Collected data →
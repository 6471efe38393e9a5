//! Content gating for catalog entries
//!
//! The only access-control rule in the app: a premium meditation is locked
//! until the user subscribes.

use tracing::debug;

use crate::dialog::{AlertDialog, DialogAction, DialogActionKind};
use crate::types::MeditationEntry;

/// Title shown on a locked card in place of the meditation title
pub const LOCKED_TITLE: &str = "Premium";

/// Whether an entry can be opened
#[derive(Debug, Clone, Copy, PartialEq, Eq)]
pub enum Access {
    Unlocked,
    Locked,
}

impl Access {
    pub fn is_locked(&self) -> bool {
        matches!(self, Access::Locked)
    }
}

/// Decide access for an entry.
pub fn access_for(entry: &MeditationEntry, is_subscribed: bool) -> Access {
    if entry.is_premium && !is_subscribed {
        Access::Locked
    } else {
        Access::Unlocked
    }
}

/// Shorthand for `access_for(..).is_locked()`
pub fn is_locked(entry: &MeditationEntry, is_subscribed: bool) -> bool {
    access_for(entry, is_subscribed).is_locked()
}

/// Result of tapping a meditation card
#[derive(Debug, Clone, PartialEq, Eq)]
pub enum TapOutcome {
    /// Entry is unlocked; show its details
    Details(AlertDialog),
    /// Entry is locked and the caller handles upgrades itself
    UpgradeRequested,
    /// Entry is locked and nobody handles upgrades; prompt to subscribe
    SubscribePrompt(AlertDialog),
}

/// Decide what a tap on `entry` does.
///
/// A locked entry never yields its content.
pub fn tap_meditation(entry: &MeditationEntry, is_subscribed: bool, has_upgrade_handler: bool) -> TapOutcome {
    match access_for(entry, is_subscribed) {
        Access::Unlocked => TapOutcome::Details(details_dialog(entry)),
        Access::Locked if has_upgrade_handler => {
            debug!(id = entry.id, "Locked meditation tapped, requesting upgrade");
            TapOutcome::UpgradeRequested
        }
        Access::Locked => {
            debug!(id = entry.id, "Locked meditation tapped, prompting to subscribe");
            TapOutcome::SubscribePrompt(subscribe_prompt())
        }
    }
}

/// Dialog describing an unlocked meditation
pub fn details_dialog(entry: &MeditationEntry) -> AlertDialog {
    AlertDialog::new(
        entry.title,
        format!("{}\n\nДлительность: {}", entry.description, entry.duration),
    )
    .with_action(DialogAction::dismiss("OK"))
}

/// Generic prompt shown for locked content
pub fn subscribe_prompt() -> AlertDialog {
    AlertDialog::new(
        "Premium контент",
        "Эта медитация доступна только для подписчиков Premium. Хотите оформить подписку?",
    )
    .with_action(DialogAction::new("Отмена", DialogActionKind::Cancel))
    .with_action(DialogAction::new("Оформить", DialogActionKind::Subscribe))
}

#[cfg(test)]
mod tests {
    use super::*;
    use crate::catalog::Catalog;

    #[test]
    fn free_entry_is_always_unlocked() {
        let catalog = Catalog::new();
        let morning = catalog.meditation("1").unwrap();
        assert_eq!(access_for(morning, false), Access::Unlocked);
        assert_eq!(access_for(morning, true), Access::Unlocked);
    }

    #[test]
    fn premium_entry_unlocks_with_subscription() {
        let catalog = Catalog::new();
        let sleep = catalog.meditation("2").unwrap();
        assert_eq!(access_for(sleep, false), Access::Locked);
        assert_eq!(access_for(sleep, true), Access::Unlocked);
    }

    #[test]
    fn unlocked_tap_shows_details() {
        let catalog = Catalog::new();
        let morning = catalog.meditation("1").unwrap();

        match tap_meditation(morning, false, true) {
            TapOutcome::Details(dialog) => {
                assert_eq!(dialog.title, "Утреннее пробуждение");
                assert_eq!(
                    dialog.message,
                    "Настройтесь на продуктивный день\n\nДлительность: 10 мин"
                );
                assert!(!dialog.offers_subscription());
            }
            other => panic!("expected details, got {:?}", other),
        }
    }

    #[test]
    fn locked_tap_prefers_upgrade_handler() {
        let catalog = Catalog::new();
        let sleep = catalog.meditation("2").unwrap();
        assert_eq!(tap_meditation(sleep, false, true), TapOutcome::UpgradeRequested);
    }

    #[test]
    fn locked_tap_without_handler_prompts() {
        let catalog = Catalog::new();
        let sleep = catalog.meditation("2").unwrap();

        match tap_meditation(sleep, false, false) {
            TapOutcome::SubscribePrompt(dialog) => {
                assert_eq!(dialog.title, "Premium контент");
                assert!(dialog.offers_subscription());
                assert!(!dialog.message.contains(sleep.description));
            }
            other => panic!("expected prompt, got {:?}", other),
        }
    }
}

...

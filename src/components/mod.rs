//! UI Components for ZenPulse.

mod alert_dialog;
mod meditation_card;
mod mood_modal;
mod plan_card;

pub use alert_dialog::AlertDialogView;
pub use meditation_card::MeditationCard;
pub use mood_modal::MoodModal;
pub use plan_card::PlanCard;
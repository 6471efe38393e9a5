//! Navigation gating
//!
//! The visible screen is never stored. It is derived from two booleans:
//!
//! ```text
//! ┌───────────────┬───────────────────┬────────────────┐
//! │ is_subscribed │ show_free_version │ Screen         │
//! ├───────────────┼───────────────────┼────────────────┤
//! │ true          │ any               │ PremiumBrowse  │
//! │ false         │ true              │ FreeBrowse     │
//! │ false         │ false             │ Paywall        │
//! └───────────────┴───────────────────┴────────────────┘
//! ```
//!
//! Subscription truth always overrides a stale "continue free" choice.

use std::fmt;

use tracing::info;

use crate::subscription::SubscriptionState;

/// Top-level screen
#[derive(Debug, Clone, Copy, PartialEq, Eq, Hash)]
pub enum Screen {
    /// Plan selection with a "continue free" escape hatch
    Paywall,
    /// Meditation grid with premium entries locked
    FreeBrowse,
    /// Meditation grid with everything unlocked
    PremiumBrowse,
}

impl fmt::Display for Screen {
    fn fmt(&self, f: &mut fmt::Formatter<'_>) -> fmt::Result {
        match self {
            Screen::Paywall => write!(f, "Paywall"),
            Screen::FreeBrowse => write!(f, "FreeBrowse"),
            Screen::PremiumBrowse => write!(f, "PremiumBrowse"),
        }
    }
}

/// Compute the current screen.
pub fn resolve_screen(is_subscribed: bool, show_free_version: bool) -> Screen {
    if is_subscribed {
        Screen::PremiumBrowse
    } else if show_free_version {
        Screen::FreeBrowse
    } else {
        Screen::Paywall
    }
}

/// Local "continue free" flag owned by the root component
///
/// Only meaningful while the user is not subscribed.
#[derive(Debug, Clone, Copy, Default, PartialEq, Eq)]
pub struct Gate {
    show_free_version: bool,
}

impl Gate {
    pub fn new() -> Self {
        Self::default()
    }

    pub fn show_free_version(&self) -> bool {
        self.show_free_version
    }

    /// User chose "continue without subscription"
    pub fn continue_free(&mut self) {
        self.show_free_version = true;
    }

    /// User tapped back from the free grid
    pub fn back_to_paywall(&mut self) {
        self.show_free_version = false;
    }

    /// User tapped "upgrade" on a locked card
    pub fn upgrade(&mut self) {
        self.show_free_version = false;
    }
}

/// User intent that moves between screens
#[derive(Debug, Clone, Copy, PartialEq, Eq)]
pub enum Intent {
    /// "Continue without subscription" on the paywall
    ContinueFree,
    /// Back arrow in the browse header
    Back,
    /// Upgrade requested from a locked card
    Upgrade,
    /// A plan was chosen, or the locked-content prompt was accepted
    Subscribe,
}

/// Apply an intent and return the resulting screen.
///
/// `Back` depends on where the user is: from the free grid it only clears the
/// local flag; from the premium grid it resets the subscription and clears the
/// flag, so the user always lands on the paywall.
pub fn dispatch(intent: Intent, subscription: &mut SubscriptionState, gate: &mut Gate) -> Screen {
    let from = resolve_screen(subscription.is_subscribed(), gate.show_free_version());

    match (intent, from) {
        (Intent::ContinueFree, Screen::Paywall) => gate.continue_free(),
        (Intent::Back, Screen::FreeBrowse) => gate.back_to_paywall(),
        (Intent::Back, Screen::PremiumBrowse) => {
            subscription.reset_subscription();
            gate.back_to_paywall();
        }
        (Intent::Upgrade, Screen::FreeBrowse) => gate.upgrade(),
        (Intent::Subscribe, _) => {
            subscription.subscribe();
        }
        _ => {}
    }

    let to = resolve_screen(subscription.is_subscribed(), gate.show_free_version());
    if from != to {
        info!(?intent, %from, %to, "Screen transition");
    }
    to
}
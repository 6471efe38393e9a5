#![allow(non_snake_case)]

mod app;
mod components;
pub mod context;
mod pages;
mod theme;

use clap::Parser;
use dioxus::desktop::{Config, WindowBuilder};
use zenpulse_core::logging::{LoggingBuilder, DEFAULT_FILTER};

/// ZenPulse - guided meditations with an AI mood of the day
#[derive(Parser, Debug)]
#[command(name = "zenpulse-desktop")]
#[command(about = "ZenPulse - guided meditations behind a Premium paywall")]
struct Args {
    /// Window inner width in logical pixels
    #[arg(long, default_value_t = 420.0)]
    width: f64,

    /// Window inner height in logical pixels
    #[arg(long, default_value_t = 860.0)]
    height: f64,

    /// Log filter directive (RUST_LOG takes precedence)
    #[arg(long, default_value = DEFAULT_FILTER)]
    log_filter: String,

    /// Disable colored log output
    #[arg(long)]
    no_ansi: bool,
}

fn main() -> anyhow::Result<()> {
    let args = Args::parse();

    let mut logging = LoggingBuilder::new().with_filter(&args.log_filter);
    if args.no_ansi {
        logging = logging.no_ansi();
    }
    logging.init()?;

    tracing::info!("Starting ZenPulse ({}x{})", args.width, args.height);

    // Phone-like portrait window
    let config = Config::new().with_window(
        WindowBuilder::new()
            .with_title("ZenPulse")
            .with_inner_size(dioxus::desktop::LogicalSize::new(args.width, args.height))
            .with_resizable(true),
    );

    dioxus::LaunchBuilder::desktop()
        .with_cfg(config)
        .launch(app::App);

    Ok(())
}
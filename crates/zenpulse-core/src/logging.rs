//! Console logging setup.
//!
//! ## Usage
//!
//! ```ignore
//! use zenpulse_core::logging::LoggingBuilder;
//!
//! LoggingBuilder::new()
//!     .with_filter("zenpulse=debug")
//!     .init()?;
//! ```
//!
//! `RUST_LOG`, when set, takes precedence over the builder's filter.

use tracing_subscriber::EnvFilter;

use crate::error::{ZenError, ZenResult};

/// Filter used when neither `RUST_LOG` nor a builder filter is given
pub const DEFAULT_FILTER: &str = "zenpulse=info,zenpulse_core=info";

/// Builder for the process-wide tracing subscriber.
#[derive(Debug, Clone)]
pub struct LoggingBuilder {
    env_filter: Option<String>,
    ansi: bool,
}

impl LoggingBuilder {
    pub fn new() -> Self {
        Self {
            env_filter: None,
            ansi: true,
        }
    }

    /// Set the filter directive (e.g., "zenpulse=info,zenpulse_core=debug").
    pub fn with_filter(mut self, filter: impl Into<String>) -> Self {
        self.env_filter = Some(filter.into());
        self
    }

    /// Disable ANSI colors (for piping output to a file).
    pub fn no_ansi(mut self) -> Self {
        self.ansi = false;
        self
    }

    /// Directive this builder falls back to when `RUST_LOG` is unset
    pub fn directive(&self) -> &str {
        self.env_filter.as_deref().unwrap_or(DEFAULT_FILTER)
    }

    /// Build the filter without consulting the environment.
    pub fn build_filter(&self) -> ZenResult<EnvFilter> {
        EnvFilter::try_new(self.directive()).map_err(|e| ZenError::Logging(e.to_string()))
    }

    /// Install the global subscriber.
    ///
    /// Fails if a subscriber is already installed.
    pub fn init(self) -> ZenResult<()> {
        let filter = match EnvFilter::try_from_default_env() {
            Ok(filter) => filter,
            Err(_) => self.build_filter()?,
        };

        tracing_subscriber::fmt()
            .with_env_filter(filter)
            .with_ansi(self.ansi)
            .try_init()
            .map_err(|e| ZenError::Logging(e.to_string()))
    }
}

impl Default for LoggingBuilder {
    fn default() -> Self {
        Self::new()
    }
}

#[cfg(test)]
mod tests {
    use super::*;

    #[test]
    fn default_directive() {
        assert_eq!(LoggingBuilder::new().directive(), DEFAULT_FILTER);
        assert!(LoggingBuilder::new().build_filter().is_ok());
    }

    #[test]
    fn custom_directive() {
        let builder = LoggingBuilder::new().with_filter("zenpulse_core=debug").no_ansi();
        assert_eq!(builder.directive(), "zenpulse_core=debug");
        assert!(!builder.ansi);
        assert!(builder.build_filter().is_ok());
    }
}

--

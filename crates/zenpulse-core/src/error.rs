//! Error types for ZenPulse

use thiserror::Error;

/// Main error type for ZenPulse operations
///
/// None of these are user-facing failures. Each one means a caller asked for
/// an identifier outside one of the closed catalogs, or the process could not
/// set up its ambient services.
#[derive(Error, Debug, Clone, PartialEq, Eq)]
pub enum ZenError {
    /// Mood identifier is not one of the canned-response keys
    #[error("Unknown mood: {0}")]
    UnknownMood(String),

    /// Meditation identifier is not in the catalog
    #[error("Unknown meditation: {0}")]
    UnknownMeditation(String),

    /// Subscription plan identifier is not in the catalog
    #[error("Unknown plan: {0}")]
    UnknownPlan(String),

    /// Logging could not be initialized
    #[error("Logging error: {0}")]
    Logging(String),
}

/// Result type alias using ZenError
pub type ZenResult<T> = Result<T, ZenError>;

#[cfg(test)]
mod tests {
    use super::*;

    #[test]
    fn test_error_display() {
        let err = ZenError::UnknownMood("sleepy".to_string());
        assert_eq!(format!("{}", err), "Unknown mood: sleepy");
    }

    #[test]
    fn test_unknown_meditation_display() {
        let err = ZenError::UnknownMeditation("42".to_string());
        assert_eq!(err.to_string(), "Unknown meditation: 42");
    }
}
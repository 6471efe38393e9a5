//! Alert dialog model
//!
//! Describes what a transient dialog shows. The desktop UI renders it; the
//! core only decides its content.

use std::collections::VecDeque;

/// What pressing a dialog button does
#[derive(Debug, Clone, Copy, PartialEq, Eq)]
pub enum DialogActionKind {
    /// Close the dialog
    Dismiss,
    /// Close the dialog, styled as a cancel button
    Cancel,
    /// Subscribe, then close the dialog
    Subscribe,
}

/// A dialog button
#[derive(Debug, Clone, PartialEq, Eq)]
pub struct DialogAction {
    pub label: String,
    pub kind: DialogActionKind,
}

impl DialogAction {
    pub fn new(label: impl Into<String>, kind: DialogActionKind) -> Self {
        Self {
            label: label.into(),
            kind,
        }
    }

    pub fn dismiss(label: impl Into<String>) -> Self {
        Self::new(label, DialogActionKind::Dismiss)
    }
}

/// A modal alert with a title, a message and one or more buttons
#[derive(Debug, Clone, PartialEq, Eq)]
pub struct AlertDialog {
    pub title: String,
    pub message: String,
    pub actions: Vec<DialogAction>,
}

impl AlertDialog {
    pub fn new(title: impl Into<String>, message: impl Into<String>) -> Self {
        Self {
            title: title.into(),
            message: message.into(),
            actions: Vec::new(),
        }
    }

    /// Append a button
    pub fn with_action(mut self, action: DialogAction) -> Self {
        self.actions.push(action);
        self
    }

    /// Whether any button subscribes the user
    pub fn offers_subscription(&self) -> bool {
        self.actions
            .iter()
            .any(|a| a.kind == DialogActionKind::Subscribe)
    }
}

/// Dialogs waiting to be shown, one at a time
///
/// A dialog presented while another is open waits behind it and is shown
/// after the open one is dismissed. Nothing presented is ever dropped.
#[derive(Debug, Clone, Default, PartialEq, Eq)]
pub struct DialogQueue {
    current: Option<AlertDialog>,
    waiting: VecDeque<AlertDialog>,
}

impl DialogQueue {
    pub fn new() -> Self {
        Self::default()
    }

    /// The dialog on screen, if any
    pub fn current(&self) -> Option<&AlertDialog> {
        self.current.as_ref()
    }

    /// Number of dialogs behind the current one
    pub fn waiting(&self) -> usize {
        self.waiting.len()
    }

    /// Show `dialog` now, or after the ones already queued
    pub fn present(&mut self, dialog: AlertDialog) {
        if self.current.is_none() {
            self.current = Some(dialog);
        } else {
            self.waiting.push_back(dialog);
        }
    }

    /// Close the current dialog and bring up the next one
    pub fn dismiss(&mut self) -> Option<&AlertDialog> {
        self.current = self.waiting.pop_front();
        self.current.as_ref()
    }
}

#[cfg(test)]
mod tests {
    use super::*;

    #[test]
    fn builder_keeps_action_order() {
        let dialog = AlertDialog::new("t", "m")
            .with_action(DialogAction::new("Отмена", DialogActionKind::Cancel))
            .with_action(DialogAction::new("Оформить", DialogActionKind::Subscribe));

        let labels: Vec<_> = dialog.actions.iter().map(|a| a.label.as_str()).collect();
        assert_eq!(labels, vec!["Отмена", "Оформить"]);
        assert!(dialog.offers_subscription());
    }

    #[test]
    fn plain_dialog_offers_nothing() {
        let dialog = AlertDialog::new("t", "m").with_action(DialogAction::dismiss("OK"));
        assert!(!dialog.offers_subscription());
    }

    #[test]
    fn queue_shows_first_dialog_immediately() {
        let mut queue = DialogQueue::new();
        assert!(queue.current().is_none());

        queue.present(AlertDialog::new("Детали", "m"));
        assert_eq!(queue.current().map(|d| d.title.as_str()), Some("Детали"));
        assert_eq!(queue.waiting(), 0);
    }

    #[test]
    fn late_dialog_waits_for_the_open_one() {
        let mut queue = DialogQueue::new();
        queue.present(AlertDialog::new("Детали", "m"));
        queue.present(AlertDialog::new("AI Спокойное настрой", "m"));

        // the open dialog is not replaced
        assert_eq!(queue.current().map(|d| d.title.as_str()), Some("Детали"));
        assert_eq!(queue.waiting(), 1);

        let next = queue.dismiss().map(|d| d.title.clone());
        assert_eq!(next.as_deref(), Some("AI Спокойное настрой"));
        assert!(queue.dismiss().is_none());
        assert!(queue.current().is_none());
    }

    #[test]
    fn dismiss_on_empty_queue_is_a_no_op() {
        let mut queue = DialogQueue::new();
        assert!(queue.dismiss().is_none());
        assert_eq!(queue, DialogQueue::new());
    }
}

Exercise instructions → Copy, exactly and only, the lines above that begin with the one containing "can be opened" and finish with the one containing "pub fn access_for(entry: &MeditationEntry, is_subscribed: bool)".

Result of this task →
/// Whether an entry can be opened
#[derive(Debug, Clone, Copy, PartialEq, Eq)]
pub enum Access {
    Unlocked,
    Locked,
}

impl Access {
    pub fn is_locked(&self) -> bool {
        matches!(self, Access::Locked)
    }
}

/// Decide access for an entry.
pub fn access_for(entry: &MeditationEntry, is_subscribed: bool) -> Access {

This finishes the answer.